//! Admission order of the invocations of one module.

use crate::abort::AbortSignal;
use optimist_core::ProcessToken;
use std::collections::BTreeMap;
use tokio::sync::watch;

/// Position of a task in its queue. Later admissions get larger numbers.
pub(crate) type Seq = u64;

struct QueuedTask {
    process: ProcessToken,
    action: String,
    /// Raised once the task's optimistic pass has been committed
    optimistic: watch::Receiver<bool>,
    abort: AbortSignal,
}

/// Live invocations of one module, keyed by admission order.
///
/// A task stays in the queue from admission until it has settled. The
/// pipeline uses [`DispatchQueue::predecessors`] to wait for exactly the
/// tasks admitted before it, never for itself or later ones.
pub(crate) struct DispatchQueue {
    next: Seq,
    tasks: BTreeMap<Seq, QueuedTask>,
}

impl DispatchQueue {
    pub(crate) fn new() -> Self {
        DispatchQueue {
            next: 0,
            tasks: BTreeMap::new(),
        }
    }

    /// Register a task. The returned sender raises its optimistic flag.
    pub(crate) fn admit(
        &mut self,
        process: ProcessToken,
        action: &str,
        abort: AbortSignal,
    ) -> (Seq, watch::Sender<bool>) {
        let seq = self.next;
        self.next += 1;
        let (tx, rx) = watch::channel(false);
        self.tasks.insert(
            seq,
            QueuedTask {
                process,
                action: action.to_owned(),
                optimistic: rx,
                abort,
            },
        );
        (seq, tx)
    }

    /// Remove a settled task. Returns whether it was still queued.
    pub(crate) fn retire(&mut self, seq: Seq) -> bool {
        self.tasks.remove(&seq).is_some()
    }

    /// Optimistic flags of every task admitted before `seq`.
    pub(crate) fn predecessors(&self, seq: Seq) -> Vec<watch::Receiver<bool>> {
        self.tasks
            .range(..seq)
            .map(|(_, task)| task.optimistic.clone())
            .collect()
    }

    /// The queued invocations in admission order.
    pub(crate) fn entries(&self) -> Vec<(ProcessToken, String)> {
        self.tasks
            .values()
            .map(|task| (task.process, task.action.clone()))
            .collect()
    }

    pub(crate) fn contains(&self, process: ProcessToken) -> bool {
        self.tasks.values().any(|task| task.process == process)
    }

    pub(crate) fn len(&self) -> usize {
        self.tasks.len()
    }

    pub(crate) fn abort_all(&self) {
        for task in self.tasks.values() {
            task.abort.abort();
        }
    }
}

/// Wait until every flag in `flags` has been raised. A flag whose sender is
/// gone counts as raised: its task can no longer hold anyone up.
pub(crate) async fn wait_raised(flags: Vec<watch::Receiver<bool>>) {
    for mut flag in flags {
        let _ = flag.wait_for(|raised| *raised).await;
    }
}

--------------------------------------------------

What to produce: The records above must be printed again in full, exactly as written.

Task solution:
//! Admission order of the invocations of one module.

use crate::abort::AbortSignal;
use optimist_core::ProcessToken;
use std::collections::BTreeMap;
use tokio::sync::watch;

/// Position of a task in its queue. Later admissions get larger numbers.
pub(crate) type Seq = u64;

struct QueuedTask {
    process: ProcessToken,
    action: String,
    /// Raised once the task's optimistic pass has been committed
    optimistic: watch::Receiver<bool>,
    abort: AbortSignal,
}

/// Live invocations of one module, keyed by admission order.
///
/// A task stays in the queue from admission until it has settled. The
/// pipeline uses [`DispatchQueue::predecessors`] to wait for exactly the
/// tasks admitted before it, never for itself or later ones.
pub(crate) struct DispatchQueue {
    next: Seq,
    tasks: BTreeMap<Seq, QueuedTask>,
}

impl DispatchQueue {
    pub(crate) fn new() -> Self {
        DispatchQueue {
            next: 0,
            tasks: BTreeMap::new(),
        }
    }

    /// Register a task. The returned sender raises its optimistic flag.
    pub(crate) fn admit(
        &mut self,
        process: ProcessToken,
        action: &str,
        abort: AbortSignal,
    ) -> (Seq, watch::Sender<bool>) {
        let seq = self.next;
        self.next += 1;
        let (tx, rx) = watch::channel(false);
        self.tasks.insert(
            seq,
            QueuedTask {
                process,
                action: action.to_owned(),
                optimistic: rx,
                abort,
            },
        );
        (seq, tx)
    }

    /// Remove a settled task. Returns whether it was still queued.
    pub(crate) fn retire(&mut self, seq: Seq) -> bool {
        self.tasks.remove(&seq).is_some()
    }

    /// Optimistic flags of every task admitted before `seq`.
    pub(crate) fn predecessors(&self, seq: Seq) -> Vec<watch::Receiver<bool>> {
        self.tasks
            .range(..seq)
            .map(|(_, task)| task.optimistic.clone())
            .collect()
    }

    /// The queued invocations in admission order.
    pub(crate) fn entries(&self) -> Vec<(ProcessToken, String)> {
        self.tasks
            .values()
            .map(|task| (task.process, task.action.clone()))
            .collect()
    }

    pub(crate) fn contains(&self, process: ProcessToken) -> bool {
        self.tasks.values().any(|task| task.process == process)
    }

    pub(crate) fn len(&self) -> usize {
        self.tasks.len()
    }

    pub(crate) fn abort_all(&self) {
        for task in self.tasks.values() {
            task.abort.abort();
        }
    }
}

/// Wait until every flag in `flags` has been raised. A flag whose sender is
/// gone counts as raised: its task can no longer hold anyone up.
pub(crate) async fn wait_raised(flags: Vec<watch::Receiver<bool>>) {
    for mut flag in flags {
        let _ = flag.wait_for(|raised| *raised).await;
    }
}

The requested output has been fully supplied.